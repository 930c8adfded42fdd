//! Content-addressed artifact store
//!
//! Every derived artifact (merged atlas, packaged addon) lives in one flat
//! directory under `<digest>.<extension>`. A file existing at the derived
//! path is the only validity check: entries are never re-read, compared by
//! size or mtime, or evicted. The directory is treated as append-only; all
//! writes go through a temporary file and a rename so no entry is ever
//! visible half-written.

pub mod key;

use std::fs;
use std::io::Write;
use std::path::{Path, PathBuf};

pub use key::{CacheKey, CompositeKey};
use tempfile::NamedTempFile;

use crate::error::{GlyphPackError, PackResult};

/// Flat `<digest>.<ext>` file store
#[derive(Debug, Clone)]
pub struct HashingCache {
    root: PathBuf,
}

impl HashingCache {
    pub fn new(root: impl Into<PathBuf>) -> Self {
        Self { root: root.into() }
    }

    #[inline]
    pub fn root(&self) -> &Path {
        &self.root
    }

    /// Create the cache directory; returns `true` if it did not exist before
    pub fn ensure_dir(&self) -> PackResult<bool> {
        if self.root.is_dir() {
            return Ok(false);
        }
        fs::create_dir_all(&self.root).map_err(|e| GlyphPackError::io_at(&self.root, &e))?;
        Ok(true)
    }

    /// Location of an entry, whether or not it exists
    #[inline]
    pub fn path(&self, key: &CacheKey, extension: &str) -> PathBuf {
        self.root.join(key.file_name(extension))
    }

    /// Whether an entry exists; contents are not inspected
    #[inline]
    pub fn has(&self, key: &CacheKey, extension: &str) -> bool {
        self.path(key, extension).is_file()
    }

    /// Existing entry path, if any
    pub fn lookup(&self, key: &CacheKey, extension: &str) -> Option<PathBuf> {
        let path = self.path(key, extension);
        path.is_file().then_some(path)
    }

    /// Write an entry from bytes and return its path
    pub fn store(&self, key: &CacheKey, extension: &str, bytes: &[u8]) -> PackResult<PathBuf> {
        let mut staged = self.stage()?;
        staged
            .write_all(bytes)
            .map_err(|e| GlyphPackError::io_at(staged.path(), &e))?;
        self.commit(staged, key, extension)
    }

    /// Store only when absent; returns `true` if the entry was written
    pub fn seed(&self, key: &CacheKey, extension: &str, bytes: &[u8]) -> PackResult<bool> {
        if self.has(key, extension) {
            return Ok(false);
        }
        self.store(key, extension, bytes)?;
        Ok(true)
    }

    /// Temporary file inside the cache directory, for writers that stream
    /// their output (see [`HashingCache::commit`])
    pub fn stage(&self) -> PackResult<NamedTempFile> {
        tempfile::Builder::new()
            .prefix(".staging-")
            .tempfile_in(&self.root)
            .map_err(|e| GlyphPackError::io_at(&self.root, &e))
    }

    /// Move a staged file into place under `key`
    pub fn commit(
        &self,
        staged: NamedTempFile,
        key: &CacheKey,
        extension: &str,
    ) -> PackResult<PathBuf> {
        let path = self.path(key, extension);
        staged.persist(&path)?;
        log::debug!("Cached {}", path.display());
        Ok(path)
    }
}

» ACTION ITEM:
Go through the material above and output exactly the lines from the one containing "not it exists" through the one containing "are not inspected".

» SOLVED EXERCISE:
    /// Location of an entry, whether or not it exists
    #[inline]
    pub fn path(&self, key: &CacheKey, extension: &str) -> PathBuf {
        self.root.join(key.file_name(extension))
    }

    /// Whether an entry exists; contents are not inspected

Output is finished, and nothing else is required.